U.S. Intelligence Ought to Target Israel
An article in the Wall Street Journal about what the journalists describe as U.S. interception of communications of Israeli leaders has caused a stir, especially among those habitually quickest to leap to the defense of Israeli policies. We in the public do now know how much of the article's content is true; it represents one stream of reporting by one newspaper's correspondents. The administration and the intelligence agencies, quite understandably and appropriately, are not confirming or denying any of this. But worthy of comment are some of the reactions to the report, as well as what U.S. intelligence should be doing in this direction regardless of what it is or is not doing right now.
U.S. intelligence agencies have responsibility to collect, within the limits of applicable laws and regulations, information on whatever is going on overseas, including whatever is going on inside foreign governments, that will help provide U.S. policymakers with the most complete and accurate picture of situations that they will have to deal with and that bear on important U.S. national interests. The policymakers in turn have responsibility for availing themselves of such information, for not impeding the proper collection and analysis of it, and for being as well-informed as they can be as they make decisions and conduct foreign relations.
Unquestionably the activities of the Israeli government fall within the bucket of things going on overseas that bear on important U.S. interests and thus are important for U.S. policymakers to be fully informed about. Israel is a major player in the Middle East and has been at the center of wars, debilitating occupations, and much else that makes for instability and controversy and that unavoidably have been major policy preoccupations for Washington. The impact of Israeli actions on U.S. interests has been made all the greater because of the close association in the eyes of the world between the United States and Israel and thus the opprobrium that the former suffers because of actions of the latter.
The impact of Israeli policies and actions on U.S. interests has included much that is damaging and destructive, which is the kind of impact that ought to be among the highest priorities for the collection of intelligence. Recently, in connection with negotiation of the multilateral agreement to restrict the Iranian nuclear program, the Israeli government did everything it could to sabotage and frustrate an important foreign policy initiative of the United States and its Western allies. The Journal story states that intelligence collection enabled U.S. policymakers to learn details of Israel's leaking of information about the negotiation—information Israel had obtained in confidential briefings by the United States or through what the Journal has reported as Israel's own spying on the negotiations. This is certainly the kind of information it would be very useful for any policymaker to have in determining how to manage both a negotiation and any briefings of outside countries about the negotiation.
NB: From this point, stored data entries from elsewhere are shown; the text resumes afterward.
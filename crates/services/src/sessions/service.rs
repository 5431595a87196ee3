use chrono::{DateTime, Utc};
use fitrack_core::model::{Biometrics, Day, DayStatus, Exercise, Program, ProgramId, ProgressRecord};
use fitrack_core::progression::{Cursor, DayOverview, SectionFilter};
use fitrack_core::timer::{ExerciseTimer, TimerState};
use fitrack_core::tracker::{SelectionError, Tracker};

use super::progress::SessionProgress;

//
// ─── PENDING ACKNOWLEDGEMENTS ──────────────────────────────────────────────────
//

/// Follow-up write that has not reached the backend yet.
#[derive(Debug, Clone, Copy, PartialEq)]
pub enum PendingAck {
    DayCompleted {
        day_index: usize,
        biometrics: Option<Biometrics>,
        at: DateTime<Utc>,
    },
    ProgramCompleted {
        at: DateTime<Utc>,
    },
}

impl PendingAck {
    #[must_use]
    pub fn label(&self) -> &'static str {
        match self {
            Self::DayCompleted { .. } => "complete day",
            Self::ProgramCompleted { .. } => "complete program",
        }
    }
}

/// Reset kept locally after the backend refused it.
#[derive(Debug, Clone, Copy, PartialEq, Eq)]
pub enum PendingReset {
    Day(usize),
    Program,
}

impl PendingReset {
    #[must_use]
    pub fn label(&self) -> &'static str {
        match self {
            Self::Day(_) => "reset day",
            Self::Program => "reset program",
        }
    }
}

//
// ─── SESSION ───────────────────────────────────────────────────────────────────
//

/// Explicit tracking session for one program or challenge.
///
/// Wraps the core `Tracker` with the sync bookkeeping the workflow needs:
/// acknowledgements still owed to the backend, readings to attach to the
/// next day completion, and whether local state was reset without the
/// backend agreeing.
#[derive(Debug, Clone, PartialEq)]
pub struct WorkoutSession {
    tracker: Tracker,
    pending: Vec<PendingAck>,
    readings: Option<Biometrics>,
    pending_resets: Vec<PendingReset>,
}

impl WorkoutSession {
    #[must_use]
    pub fn new(tracker: Tracker) -> Self {
        Self {
            tracker,
            pending: Vec::new(),
            readings: None,
            pending_resets: Vec::new(),
        }
    }

    #[must_use]
    pub fn tracker(&self) -> &Tracker {
        &self.tracker
    }

    pub(crate) fn tracker_mut(&mut self) -> &mut Tracker {
        &mut self.tracker
    }

    #[must_use]
    pub fn program(&self) -> &Program {
        self.tracker.program()
    }

    #[must_use]
    pub fn program_id(&self) -> ProgramId {
        self.tracker.program().id()
    }

    #[must_use]
    pub fn progress(&self) -> &ProgressRecord {
        self.tracker.progress()
    }

    #[must_use]
    pub fn cursor(&self) -> Cursor {
        self.tracker.cursor()
    }

    #[must_use]
    pub fn timer(&self) -> &ExerciseTimer {
        self.tracker.timer()
    }

    #[must_use]
    pub fn current_day(&self) -> Option<&Day> {
        self.tracker.current_day()
    }

    #[must_use]
    pub fn current_exercise(&self) -> Option<&Exercise> {
        self.tracker.current_exercise()
    }

    #[must_use]
    pub fn overview(&self) -> Vec<DayOverview> {
        self.tracker.overview()
    }

    #[must_use]
    pub fn filtered_exercises(&self, filter: SectionFilter, query: &str) -> Vec<&Exercise> {
        self.tracker.filtered_exercises(filter, query)
    }

    /// Aggregated progress numbers for display.
    #[must_use]
    pub fn summary(&self) -> SessionProgress {
        let current_day = self.tracker.cursor().day;
        SessionProgress {
            completed: self.tracker.completed_count(),
            total: self.tracker.total_exercises(),
            percent: self.tracker.percent(),
            streak: self.tracker.progress().streak().count(),
            achievements: self.tracker.progress().achievements().len(),
            current_day,
            current_day_status: self
                .tracker
                .day_status(current_day)
                .unwrap_or(DayStatus::Rest),
            pending_acks: self.pending.len(),
            diverged: self.is_diverged(),
        }
    }

    //
    // ─── SELECTION & TIMER ─────────────────────────────────────────────────────
    //

    /// # Errors
    ///
    /// Returns `SelectionError::DayOutOfRange` for an unknown day.
    pub fn select_day(&mut self, index: usize) -> Result<(), SelectionError> {
        self.tracker.select_day(index)
    }

    /// # Errors
    ///
    /// Returns `SelectionError::ExerciseOutOfRange` for an unknown exercise.
    pub fn select_exercise(&mut self, index: usize) -> Result<(), SelectionError> {
        self.tracker.select_exercise(index)
    }

    pub fn toggle_timer(&mut self) -> TimerState {
        self.tracker.toggle_timer()
    }

    pub fn pause_timer(&mut self) {
        self.tracker.pause_timer();
    }

    //
    // ─── SYNC BOOKKEEPING ──────────────────────────────────────────────────────
    //

    /// Readings attached to the next day completion sent to the backend.
    pub fn set_readings(&mut self, readings: Option<Biometrics>) {
        self.readings = readings.filter(|r| !r.is_empty());
    }

    #[must_use]
    pub fn readings(&self) -> Option<Biometrics> {
        self.readings
    }

    pub(crate) fn take_readings(&mut self) -> Option<Biometrics> {
        self.readings.take()
    }

    #[must_use]
    pub fn pending(&self) -> &[PendingAck] {
        &self.pending
    }

    pub(crate) fn queue(&mut self, ack: PendingAck) {
        if !self.pending.contains(&ack) {
            self.pending.push(ack);
        }
    }

    pub(crate) fn take_pending(&mut self) -> Vec<PendingAck> {
        std::mem::take(&mut self.pending)
    }

    /// Drop acknowledgements made stale by a reset.
    pub(crate) fn forget_pending(&mut self, day_index: Option<usize>) {
        self.pending.retain(|ack| match (ack, day_index) {
            (PendingAck::DayCompleted { day_index: d, .. }, Some(reset)) => *d != reset,
            _ => false,
        });
    }

    /// True after a local-only reset until the next successful sync.
    #[must_use]
    pub fn is_diverged(&self) -> bool {
        !self.pending_resets.is_empty()
    }

    #[must_use]
    pub fn pending_resets(&self) -> &[PendingReset] {
        &self.pending_resets
    }

    /// Remember a local-only reset. A program reset covers every day reset.
    pub(crate) fn keep_reset(&mut self, reset: PendingReset) {
        if self.pending_resets.contains(&reset)
            || self.pending_resets.contains(&PendingReset::Program)
        {
            return;
        }
        if reset == PendingReset::Program {
            self.pending_resets.clear();
        }
        self.pending_resets.push(reset);
    }

    /// Drop local-only resets made redundant by a stored one.
    pub(crate) fn settle_resets(&mut self, stored: PendingReset) {
        match stored {
            PendingReset::Program => self.pending_resets.clear(),
            day => self.pending_resets.retain(|r| *r != day),
        }
    }

    pub(crate) fn take_resets(&mut self) -> Vec<PendingReset> {
        std::mem::take(&mut self.pending_resets)
    }
}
One thing this whole story is not about is “domestic spying”—not even to the same degree as the controversial matter of bulk collection of telephone metadata. It is common for intelligence collection aimed at foreign actors to involve conversations or other interactions with U.S. actors. This pattern is a natural consequence of the foreign actor being an important intelligence target precisely because of the impact or potential impact on important U.S. interests. This is true of a foreign terrorist group seeking collaborators for an armed attack inside the United States. It is true of a foreign government searching for entry points for a cyberattack against U.S. infrastructure. And it is true of a foreign government endeavoring to sabotage U.S. foreign policy.
The rules and procedures that the National Security Agency observes in handling intercepted communications that involve any U.S. persons or organizations are longstanding, well established, and extremely strict. Basically those rules involve not disseminating anywhere, even as highly classified material and even to other members of the intelligence community, any identifying information about any U.S. persons or institutions, and no information at all beyond what could not be excised without rendering the intelligence about the foreign subject meaningless and useless. The rules also involve a clear understanding that information obtained about any U.S. persons can be picked up only as an unavoidable by-product of collecting against a foreign target, and can never itself be the objective of collection.